**Provided records:**
^^^^

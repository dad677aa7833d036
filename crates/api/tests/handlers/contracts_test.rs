use agenda_core::models::{
    appointment::{AppointmentStatus, BookingOutcome, ListAppointmentsResponse},
    contract::{Contract, ContractStatus, EndContractResponse, SignContractResponse},
};
use axum::http::StatusCode;
use axum_test::TestServer;
use chrono::Datelike;
use pretty_assertions::assert_eq;
use serde_json::json;
use uuid::Uuid;

use crate::test_utils::{TestContext, in_days, t};

async fn sync_contract(server: &TestServer, ctx: &TestContext, status: &str) -> Contract {
    let start = in_days(1);
    let response = server
        .put(&format!("/api/contracts/{}", Uuid::new_v4()))
        .json(&json!({
            "professional_id": ctx.professional_id,
            "patient_id": Uuid::new_v4(),
            "status": status,
            "start_date": start,
            "end_date": null,
            "num_appointments": 4,
            "schedule_rules": [
                { "weekday": start.weekday().num_days_from_sunday(), "time": "10:00" }
            ]
        }))
        .await;
    response.assert_status(StatusCode::OK);
    response.json::<Contract>()
}

#[tokio::test]
async fn test_pending_contract_activates_pre_scheduled() {
    let ctx = TestContext::new().await;
    let server = ctx.server();
    let contract = sync_contract(&server, &ctx, "PENDING").await;
    assert_eq!(contract.status, ContractStatus::Pending);

    let response = server
        .post(&format!("/api/contracts/{}/activate", contract.id))
        .await;
    response.assert_status(StatusCode::OK);

    let outcome = response.json::<BookingOutcome>();
    assert_eq!(outcome.created, 4);
    assert!(
        outcome
            .appointments
            .iter()
            .all(|a| a.status == AppointmentStatus::PreScheduled && a.start == t(10, 0))
    );
    let dates: Vec<_> = outcome.appointments.iter().map(|a| a.date).collect();
    assert_eq!(dates, vec![in_days(1), in_days(8), in_days(15), in_days(22)]);
}

#[tokio::test]
async fn test_sign_promotes_pre_scheduled() {
    let ctx = TestContext::new().await;
    let server = ctx.server();
    let contract = sync_contract(&server, &ctx, "PENDING").await;
    server
        .post(&format!("/api/contracts/{}/activate", contract.id))
        .json(&json!({ "count": 2 }))
        .await
        .assert_status(StatusCode::OK);

    let response = server
        .post(&format!("/api/contracts/{}/sign", contract.id))
        .await;
    response.assert_status(StatusCode::OK);
    assert_eq!(response.json::<SignContractResponse>().promoted, 2);

    let listing = server
        .get(&format!(
            "/api/professionals/{}/appointments?from={}&to={}",
            ctx.professional_id,
            in_days(1),
            in_days(30)
        ))
        .await
        .json::<ListAppointmentsResponse>();
    assert!(
        listing
            .appointments
            .iter()
            .all(|a| a.status == AppointmentStatus::Scheduled)
    );
}

#[tokio::test]
async fn test_end_contract_marks_later_appointments() {
    let ctx = TestContext::new().await;
    let server = ctx.server();
    let contract = sync_contract(&server, &ctx, "SIGNED").await;
    let outcome = server
        .post(&format!("/api/contracts/{}/activate", contract.id))
        .await
        .json::<BookingOutcome>();
    assert_eq!(outcome.created, 4);

    let response = server
        .post(&format!("/api/contracts/{}/end", contract.id))
        .json(&json!({ "end_date": in_days(8) }))
        .await;
    response.assert_status(StatusCode::OK);

    let ended = response.json::<EndContractResponse>();
    assert_eq!(ended.ended, vec![outcome.appointments[2].id, outcome.appointments[3].id]);
}

#[tokio::test]
async fn test_ending_pending_contract_is_unprocessable() {
    let ctx = TestContext::new().await;
    let server = ctx.server();
    let contract = sync_contract(&server, &ctx, "PENDING").await;

    server
        .post(&format!("/api/contracts/{}/end", contract.id))
        .json(&json!({ "end_date": in_days(8) }))
        .await
        .assert_status(StatusCode::UNPROCESSABLE_ENTITY);
}

#[tokio::test]
async fn test_signing_unknown_contract_is_not_found() {
    let ctx = TestContext::new().await;
    let server = ctx.server();

    server
        .post(&format!("/api/contracts/{}/sign", Uuid::new_v4()))
        .await
        .assert_status(StatusCode::NOT_FOUND);
}
//! Civil (wall-clock) date and time helpers.
//!
//! The engine runs in one fixed civil timezone, so dates are `NaiveDate` and
//! times of day are `NaiveTime`. Intervals are half-open `[start, end)`.

use chrono::{DateTime, Duration, NaiveDate, NaiveDateTime, NaiveTime, TimeZone, Utc};

/// Adds whole minutes to a time of day. Returns `None` when the result would
/// wrap past midnight, so a session can never silently end "before" it starts.
pub fn add_minutes(time: NaiveTime, minutes: u32) -> Option<NaiveTime> {
    let (shifted, wrapped) = time.overflowing_add_signed(Duration::minutes(i64::from(minutes)));
    if wrapped == 0 { Some(shifted) } else { None }
}

/// Half-open interval intersection: touching intervals do not overlap.
pub fn overlaps(a_start: NaiveTime, a_end: NaiveTime, b_start: NaiveTime, b_end: NaiveTime) -> bool {
    a_start < b_end && b_start < a_end
}

pub fn minutes_between(start: NaiveTime, end: NaiveTime) -> i64 {
    (end - start).num_minutes()
}

/// A single reading of the clock, both as an instant and as civil time in the
/// engine's configured zone.
#[derive(Debug, Clone, Copy, PartialEq, Eq)]
pub struct Moment {
    pub utc: DateTime<Utc>,
    pub local: NaiveDateTime,
}

impl Moment {
    pub fn at<Tz: TimeZone>(utc: DateTime<Utc>, zone: &Tz) -> Self {
        Self {
            utc,
            local: utc.with_timezone(zone).naive_local(),
        }
    }

    pub fn today(&self) -> NaiveDate {
        self.local.date()
    }

    pub fn tomorrow(&self) -> NaiveDate {
        self.today() + Duration::days(1)
    }

    /// True when `date`/`start` lies strictly after this moment.
    pub fn is_before(&self, date: NaiveDate, start: NaiveTime) -> bool {
        date.and_time(start) > self.local
    }
}

/// Inclusive day iterator `[from, to]`.
pub fn days_between(from: NaiveDate, to: NaiveDate) -> impl Iterator<Item = NaiveDate> {
    from.iter_days().take_while(move |day| *day <= to)
}

/// `HH:MM` serde format for times of day. Deserialization also accepts
/// `HH:MM:SS`, which is how Postgres renders `TIME` columns.
pub mod hhmm {
    use chrono::NaiveTime;
    use serde::{Deserialize, Deserializer, Serializer};

    const FORMAT: &str = "%H:%M";

    pub fn parse(raw: &str) -> Option<NaiveTime> {
        let raw = raw.trim();
        NaiveTime::parse_from_str(raw, FORMAT)
            .or_else(|_| NaiveTime::parse_from_str(raw, "%H:%M:%S"))
            .ok()
    }

    pub fn serialize<S: Serializer>(time: &NaiveTime, serializer: S) -> Result<S::Ok, S::Error> {
        serializer.serialize_str(&time.format(FORMAT).to_string())
    }

    pub fn deserialize<'de, D: Deserializer<'de>>(deserializer: D) -> Result<NaiveTime, D::Error> {
        let raw = String::deserialize(deserializer)?;
        parse(&raw).ok_or_else(|| serde::de::Error::custom(format!("invalid time '{raw}', expected HH:MM")))
    }

    pub mod option {
        use chrono::NaiveTime;
        use serde::{Deserialize, Deserializer, Serializer};

        pub fn serialize<S: Serializer>(time: &Option<NaiveTime>, serializer: S) -> Result<S::Ok, S::Error> {
            match time {
                Some(time) => super::serialize(time, serializer),
                None => serializer.serialize_none(),
            }
        }

        pub fn deserialize<'de, D: Deserializer<'de>>(deserializer: D) -> Result<Option<NaiveTime>, D::Error> {
            match Option::<String>::deserialize(deserializer)? {
                Some(raw) => super::parse(&raw)
                    .map(Some)
                    .ok_or_else(|| serde::de::Error::custom(format!("invalid time '{raw}', expected HH:MM"))),
                None => Ok(None),
            }
        }
    }
}
pub mod civil;
pub mod errors;
pub mod models;
pub mod recurrence;
pub mod services;
pub mod slots;
pub mod store;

^^^^

**Assignment:**
For this task, copy every line of the material in which "custom" appears.

**Problem solution:**
        parse(&raw).ok_or_else(|| serde::de::Error::custom(format!("invalid time '{raw}', expected HH:MM")))
                    .ok_or_else(|| serde::de::Error::custom(format!("invalid time '{raw}', expected HH:MM"))),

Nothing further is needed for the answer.